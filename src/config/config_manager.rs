// ==========================================
// 学生辍学风险评估 - 配置管理器
// ==========================================
// 职责: 配置加载、查询、覆写管理
// 来源 (后者覆盖前者): 内置默认值 -> JSON 配置文件 -> 环境变量
// 存储: 内存 key-value (不落库)
// ==========================================

use serde_json::{json, Value};
use std::collections::HashMap;
use std::path::{Path, PathBuf};
use thiserror::Error;

/// 环境变量前缀: DROPOUT_RISK_<KEY 大写>
pub const ENV_PREFIX: &str = "DROPOUT_RISK_";

/// 配置目录名 (位于系统配置目录下)
pub const CONFIG_DIR_NAME: &str = "student-dropout-risk";

// ==========================================
// ConfigError - 配置错误
// ==========================================
#[derive(Error, Debug)]
pub enum ConfigError {
    #[error("配置文件读取失败 ({path}): {message}")]
    FileReadError { path: String, message: String },

    #[error("配置文件格式错误 ({path}): {message}")]
    FileFormatError { path: String, message: String },
}

pub type ConfigResult<T> = Result<T, ConfigError>;

// ==========================================
// ConfigManager - 配置管理器
// ==========================================
#[derive(Debug, Clone, Default)]
pub struct ConfigManager {
    values: HashMap<String, String>,
}

impl ConfigManager {
    /// 创建仅含内置默认值的 ConfigManager
    pub fn new() -> Self {
        Self::default()
    }

    /// 标准加载流程: 默认配置文件(若存在) + 环境变量
    pub fn load() -> ConfigResult<Self> {
        Self::load_from(default_config_path().as_deref(), std::env::vars())
    }

    /// 同 load, 配置文件无效时告警并退回内置默认值 + 环境变量
    pub fn load_or_default() -> Self {
        Self::load_from_or_default(default_config_path().as_deref(), std::env::vars())
    }

    /// 从指定配置文件(若存在)与环境变量加载
    pub fn load_from<I>(path: Option<&Path>, vars: I) -> ConfigResult<Self>
    where
        I: IntoIterator<Item = (String, String)>,
    {
        let mut manager = match path {
            Some(path) if path.exists() => Self::from_file(path)?,
            _ => Self::new(),
        };
        manager.apply_env_overrides(vars);
        Ok(manager)
    }

    fn load_from_or_default<I>(path: Option<&Path>, vars: I) -> Self
    where
        I: IntoIterator<Item = (String, String)>,
    {
        let vars: Vec<(String, String)> = vars.into_iter().collect();
        Self::load_from(path, vars.clone()).unwrap_or_else(|e| {
            tracing::warn!(error = %e, "加载配置失败，使用默认配置");
            let mut manager = Self::new();
            manager.apply_env_overrides(vars);
            manager
        })
    }

    /// 从 JSON 配置文件加载
    ///
    /// # 说明
    /// 文件内容为扁平 JSON 对象, 值可为字符串/数字/布尔
    /// 例如: {"batch_top_recommendations": 5, "locale": "zh-CN"}
    pub fn from_file<P: AsRef<Path>>(path: P) -> ConfigResult<Self> {
        let path = path.as_ref();
        let raw = std::fs::read_to_string(path).map_err(|e| ConfigError::FileReadError {
            path: path.display().to_string(),
            message: e.to_string(),
        })?;

        let parsed: HashMap<String, Value> =
            serde_json::from_str(&raw).map_err(|e| ConfigError::FileFormatError {
                path: path.display().to_string(),
                message: e.to_string(),
            })?;

        let mut manager = Self::new();
        for (key, value) in parsed {
            let text = match value {
                Value::String(s) => s,
                Value::Number(n) => n.to_string(),
                Value::Bool(b) => b.to_string(),
                other => {
                    return Err(ConfigError::FileFormatError {
                        path: path.display().to_string(),
                        message: format!("配置项 {} 的值类型不支持: {}", key, other),
                    })
                }
            };
            manager.values.insert(key, text);
        }

        tracing::info!(path = %path.display(), count = manager.values.len(), "配置文件已加载");
        Ok(manager)
    }

    /// 应用环境变量覆写
    ///
    /// 仅识别 config_keys 中声明的键, 其他变量忽略
    pub fn apply_env_overrides<I>(&mut self, vars: I)
    where
        I: IntoIterator<Item = (String, String)>,
    {
        let env_map: HashMap<String, String> = vars.into_iter().collect();
        for key in config_keys::ALL {
            let env_name = env_var_name(key);
            if let Some(value) = env_map.get(&env_name) {
                tracing::debug!(config_key = key, env = %env_name, "环境变量覆写配置");
                self.values.insert(key.to_string(), value.clone());
            }
        }
    }

    /// 设置配置值
    pub fn set(&mut self, key: &str, value: &str) {
        self.values.insert(key.to_string(), value.to_string());
    }

    /// 读取配置值（公开方法，供其他模块复用）
    pub fn get_global_config_value(&self, key: &str) -> Option<&str> {
        self.values.get(key).map(|s| s.as_str())
    }

    fn get_config_or_default(&self, key: &str, default: &str) -> String {
        self.get_global_config_value(key)
            .unwrap_or(default)
            .to_string()
    }

    /// 解析正整数配置, 格式错误或为 0 时回退默认值
    fn get_positive_usize(&self, key: &str, default: usize) -> usize {
        let value = self.get_config_or_default(key, &default.to_string());
        match value.trim().parse::<usize>() {
            Ok(v) if v > 0 => v,
            _ => {
                tracing::warn!(config_key = key, raw_value = %value, default, "配置值无效，使用默认值");
                default
            }
        }
    }

    /// 获取所有显式配置的快照（JSON格式）
    pub fn get_config_snapshot(&self) -> String {
        json!(self.values).to_string()
    }

    // ===== 批量预测配置 =====

    /// 每名学生输出的建议条数（默认 3）
    pub fn get_batch_top_recommendations(&self) -> usize {
        self.get_positive_usize(config_keys::BATCH_TOP_RECOMMENDATIONS, 3)
    }

    /// 批量处理进度日志间隔（默认每 100 行）
    pub fn get_batch_progress_interval(&self) -> usize {
        self.get_positive_usize(config_keys::BATCH_PROGRESS_INTERVAL, 100)
    }

    /// 批量结果默认输出路径
    pub fn get_batch_output_path(&self) -> PathBuf {
        PathBuf::from(self.get_config_or_default(
            config_keys::BATCH_OUTPUT_PATH,
            "results/batch_predictions.json",
        ))
    }

    // ===== 国际化配置 =====

    /// 界面语言（"en" 或 "zh-CN"，默认 en）
    pub fn get_locale(&self) -> String {
        let default = crate::i18n::SUPPORTED_LOCALES[0];
        let value = self.get_config_or_default(config_keys::LOCALE, default);
        let value = value.trim();
        if crate::i18n::is_supported(value) {
            value.to_string()
        } else {
            tracing::warn!(config_key = config_keys::LOCALE, raw_value = %value, default, "不支持的语言，使用默认语言");
            default.to_string()
        }
    }
}

/// 默认配置文件路径: <系统配置目录>/student-dropout-risk/config.json
pub fn default_config_path() -> Option<PathBuf> {
    dirs::config_dir().map(|dir| dir.join(CONFIG_DIR_NAME).join("config.json"))
}

/// 配置键 -> 环境变量名
pub fn env_var_name(key: &str) -> String {
    format!("{}{}", ENV_PREFIX, key.to_uppercase())
}

// ==========================================
// 配置键常量
// ==========================================
pub mod config_keys {
    // 批量预测
    pub const BATCH_TOP_RECOMMENDATIONS: &str = "batch_top_recommendations";
    pub const BATCH_PROGRESS_INTERVAL: &str = "batch_progress_interval";
    pub const BATCH_OUTPUT_PATH: &str = "batch_output_path";

    // 国际化
    pub const LOCALE: &str = "locale";

    pub const ALL: [&str; 4] = [
        BATCH_TOP_RECOMMENDATIONS,
        BATCH_PROGRESS_INTERVAL,
        BATCH_OUTPUT_PATH,
        LOCALE,
    ];
}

┄┄┄┄┄┄┄┄┄┄┄┄┄┄┄┄┄┄┄┄

• [What you need to do]: Copy each line of the preceding data that contains the string "tracing".

• [Answer to this task]:
            tracing::warn!(error = %e, "加载配置失败，使用默认配置");
        tracing::info!(path = %path.display(), count = manager.values.len(), "配置文件已加载");
                tracing::debug!(config_key = key, env = %env_name, "环境变量覆写配置");
                tracing::warn!(config_key = key, raw_value = %value, default, "配置值无效，使用默认值");
            tracing::warn!(config_key = config_keys::LOCALE, raw_value = %value, default, "不支持的语言，使用默认语言");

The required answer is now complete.